The mechanisms of intraperitoneal transplantation of human liver-derived stem cells against concanavalin A-induced acute liver injury in mice

目的探讨人肝源性干细胞抗刀豆蛋白A(ConA)诱导的小鼠急性肝损伤的作用机制。方法将72只雄性C57BL/6小鼠分成2组,ConA模型组和干细胞干预组,干预组腹腔注射人肝源性干细胞,模型组注射等量的磷酸盐缓冲液,干预12h后尾静脉注射ConA,注射ConA后分5个不同时间点(0h、3h、6h、12h、24h)分别处死小鼠,检测血清ALT、AST、TNF-α和IL-10的水平,检测肝组织TNF-α和IL-10的mRNA表达水平,观察肝组织病理改变及细胞凋亡程度。结果干预组小鼠(12h、24h)较模型组相比血清ALT、AST水平显著下降(P<0.05),肝组织坏死程度明显减轻;干预组小鼠(3h、6h、12h)血清TNF-α水平较模型组明显下降(P<0.05),而血清IL-10(6h)水平较模型组明显升高(P<0.05);肝组织TNF-α和IL-10的mRNA水平变化与血清基本一致;TUNEL染色显示干预组小鼠(12h、24h)肝组织凋亡程度较模型组明显减轻。结论人肝源性干细胞抑制促炎因子释放、促进抑炎因子表达及抗凋亡作用可能是其保护ConA诱导小鼠急性肝损伤的重要机制。

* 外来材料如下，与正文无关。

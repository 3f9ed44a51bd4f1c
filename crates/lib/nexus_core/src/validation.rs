//! Pre-submission checks for login, registration and
//! measurement forms.
//!
//! Every validator returns the full list of field errors (empty = valid).
//! A non-empty list blocks submission; nothing here touches the network.

use std::ops::RangeInclusive;
use std::sync::LazyLock;

use regex::Regex;
use thiserror::Error;

use crate::models::auth::{LoginRequest, RegisterRequest};
use crate::models::health::{BloodPressure, HealthEntry, Metrics, StoredBloodPressure};

/// Minimum password length for login and registration.
pub const MIN_PASSWORD_LEN: usize = 6;

pub const SYSTOLIC_RANGE: RangeInclusive<u16> = 60..=250;
pub const DIASTOLIC_RANGE: RangeInclusive<u16> = 40..=150;
pub const WEIGHT_RANGE: RangeInclusive<f64> = 50.0..=400.0;
pub const GLUCOSE_RANGE: RangeInclusive<f64> = 40.0..=400.0;

static EMAIL_RE: LazyLock<Regex> =
    LazyLock::new(|| Regex::new(r"^[^\s@]+@[^\s@]+\.[^\s@]+$").expect("valid email pattern"));

/// A single failed check, keyed by form field name.
#[derive(Debug, Clone, PartialEq, Eq, Error)]
#[error("{field}: {message}")]
pub struct FieldError {
    pub field: &'static str,
    pub message: String,
}

impl FieldError {
    pub fn new(field: &'static str, message: impl Into<String>) -> Self {
        Self {
            field,
            message: message.into(),
        }
    }
}

fn check_email(email: &str, errors: &mut Vec<FieldError>) {
    let email = email.trim();
    if email.is_empty() {
        errors.push(FieldError::new("email", "Email is required"));
    } else if !EMAIL_RE.is_match(email) {
        errors.push(FieldError::new("email", "Invalid email address"));
    }
}

fn check_password(password: &str, errors: &mut Vec<FieldError>) {
    if password.is_empty() {
        errors.push(FieldError::new("password", "Password is required"));
    } else if password.chars().count() < MIN_PASSWORD_LEN {
        errors.push(FieldError::new(
            "password",
            format!("Password must be at least {MIN_PASSWORD_LEN} characters"),
        ));
    }
}

// ---------------------------------------------------------------------------
// Login
// ---------------------------------------------------------------------------

#[derive(Debug, Clone, Default)]
pub struct LoginForm {
    pub email: String,
    pub password: String,
}

impl LoginForm {
    pub fn new(email: impl Into<String>, password: impl Into<String>) -> Self {
        Self {
            email: email.into(),
            password: password.into(),
        }
    }

    pub fn validate(&self) -> Vec<FieldError> {
        let mut errors = Vec::new();
        check_email(&self.email, &mut errors);
        check_password(&self.password, &mut errors);
        errors
    }

    /// Wire payload. The email is sent trimmed.
    pub fn to_request(&self) -> LoginRequest {
        LoginRequest {
            email: self.email.trim().to_string(),
            password: self.password.clone(),
        }
    }
}

// ---------------------------------------------------------------------------
// Registration
// ---------------------------------------------------------------------------

#[derive(Debug, Clone, Default)]
pub struct RegistrationForm {
    pub first_name: String,
    pub last_name: String,
    pub email: String,
    pub password: String,
    pub confirm_password: String,
}

impl RegistrationForm {
    pub fn validate(&self) -> Vec<FieldError> {
        let mut errors = Vec::new();
        if self.first_name.trim().is_empty() {
            errors.push(FieldError::new("first_name", "First name is required"));
        }
        if self.last_name.trim().is_empty() {
            errors.push(FieldError::new("last_name", "Last name is required"));
        }
        check_email(&self.email, &mut errors);
        check_password(&self.password, &mut errors);
        if self.confirm_password != self.password {
            errors.push(FieldError::new("confirm_password", "Passwords do not match"));
        }
        errors
    }

    pub fn to_request(&self) -> RegisterRequest {
        RegisterRequest {
            first_name: self.first_name.trim().to_string(),
            last_name: self.last_name.trim().to_string(),
            email: self.email.trim().to_string(),
            password: self.password.clone(),
        }
    }
}

// ---------------------------------------------------------------------------
// Measurement entry
// ---------------------------------------------------------------------------

/// How the blood pressure was entered.
#[derive(Debug, Clone, PartialEq, Eq)]
pub enum BloodPressureInput {
    /// Typed as `"120/80"`.
    Text(String),
    /// Picked on two sliders.
    Sliders { systolic: u16, diastolic: u16 },
}

impl Default for BloodPressureInput {
    fn default() -> Self {
        BloodPressureInput::Text(String::new())
    }
}

/// Raw measurement form state, as typed by the user.
#[derive(Debug, Clone, Default, PartialEq)]
pub struct MeasurementForm {
    pub weight: String,
    pub blood_pressure: BloodPressureInput,
    pub glucose: String,
}

impl MeasurementForm {
    /// Form pre-filled from an existing entry, for editing. A free-text
    /// reading is seeded as text so the user can correct it.
    pub fn seeded_from(entry: &HealthEntry) -> Self {
        let blood_pressure = match &entry.blood_pressure {
            StoredBloodPressure::Parsed(bp) => BloodPressureInput::Sliders {
                systolic: bp.systolic,
                diastolic: bp.diastolic,
            },
            StoredBloodPressure::Raw(raw) => BloodPressureInput::Text(raw.clone()),
        };
        Self {
            weight: entry.weight.to_string(),
            blood_pressure,
            glucose: entry.glucose.to_string(),
        }
    }

    pub fn validate(&self) -> Vec<FieldError> {
        match self.to_metrics() {
            Ok(_) => Vec::new(),
            Err(errors) => errors,
        }
    }

    /// Parse and bound-check every field.
    pub fn to_metrics(&self) -> Result<Metrics, Vec<FieldError>> {
        let mut errors = Vec::new();
        let weight = parse_number("weight", "Weight", &self.weight, &WEIGHT_RANGE, &mut errors);
        let glucose = parse_number("glucose", "Glucose", &self.glucose, &GLUCOSE_RANGE, &mut errors);
        let blood_pressure = self.parse_blood_pressure(&mut errors);

        match (weight, blood_pressure, glucose) {
            (Some(weight), Some(blood_pressure), Some(glucose)) if errors.is_empty() => Ok(Metrics {
                weight,
                blood_pressure,
                glucose,
            }),
            _ => Err(errors),
        }
    }

    fn parse_blood_pressure(&self, errors: &mut Vec<FieldError>) -> Option<BloodPressure> {
        let bp = match &self.blood_pressure {
            BloodPressureInput::Text(text) if text.trim().is_empty() => {
                errors.push(FieldError::new("blood_pressure", "Blood pressure is required"));
                return None;
            }
            BloodPressureInput::Text(text) => match text.parse::<BloodPressure>() {
                Ok(bp) => bp,
                Err(_) => {
                    errors.push(FieldError::new(
                        "blood_pressure",
                        "Blood pressure must look like 120/80",
                    ));
                    return None;
                }
            },
            BloodPressureInput::Sliders {
                systolic,
                diastolic,
            } => BloodPressure::new(*systolic, *diastolic),
        };

        let before = errors.len();
        if !SYSTOLIC_RANGE.contains(&bp.systolic) {
            errors.push(FieldError::new(
                "systolic",
                format!(
                    "Systolic must be between {} and {}",
                    SYSTOLIC_RANGE.start(),
                    SYSTOLIC_RANGE.end()
                ),
            ));
        }
        if !DIASTOLIC_RANGE.contains(&bp.diastolic) {
            errors.push(FieldError::new(
                "diastolic",
                format!(
                    "Diastolic must be between {} and {}",
                    DIASTOLIC_RANGE.start(),
                    DIASTOLIC_RANGE.end()
                ),
            ));
        }
        (errors.len() == before).then_some(bp)
    }
}

fn parse_number(
    field: &'static str,
    label: &str,
    raw: &str,
    range: &RangeInclusive<f64>,
    errors: &mut Vec<FieldError>,
) -> Option<f64> {
    let raw = raw.trim();
    if raw.is_empty() {
        errors.push(FieldError::new(field, format!("{label} is required")));
        return None;
    }
    let value = match raw.parse::<f64>() {
        Ok(v) if v.is_finite() => v,
        _ => {
            errors.push(FieldError::new(field, format!("{label} must be a number")));
            return None;
        }
    };
    if !range.contains(&value) {
        errors.push(FieldError::new(
            field,
            format!("{label} must be between {} and {}", range.start(), range.end()),
        ));
        return None;
    }
    Some(value)
}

Objective To investigate the mechanisms of human liver-derived stem cells against concanavalin A（ConA）-induced acute liver injury in mice.Methods A totle of 72 male C57 BL/6 mice were randomly divided into 2 groups,the ConA model group and the stem cell intervention group.The intervention group was injected intraperitoneally with human hepatic stem cells and the model group was injected with the same amount of phosphate buffer.After12 hof intervention,ConA was injected into the tail vein and mice were sacrificed at 5 different time points（0 h,3 h,6 h,12 h,and 24 h）.The levels of serum ALT,AST,TNF-αand IL-10 were detected,and the expressions of mRNA of TNF-αand IL-10 in liver tissues were measured.The pathological changes and apoptosis of liver tissues were observed.Results Compared with the ConA model group,the levels of serum ALT and AST in the intervention group（12 h,24 h）were significantly decreased（P〈0.05）,and the degree of hepatic tissue necrosis was significantly reduced.The levels of serum TNF-αin the intervention group（3 h,6 h,12 h）were significantly lower than those in the model group（P〈0.05）,while the levels of serum IL-10（6 h）were significantly higher than those in the model group（P〈0.05）.The levels of mRNA of TNF-αand IL-10 in liver tissue were basically consistent with those in serum.TUNEL staining showed that the degree of liver cell apoptosis in the intervention group mice（12 h,24 h）was significantly reduced compared with the model group.Conclusion Human liver-derived stem cells protects against ConA-induced liver injury,which may be mediated by inhibiting the release of pro-inflammatory factors,promoting the expression of anti-inflammatory cytokines and anti-apoptosis.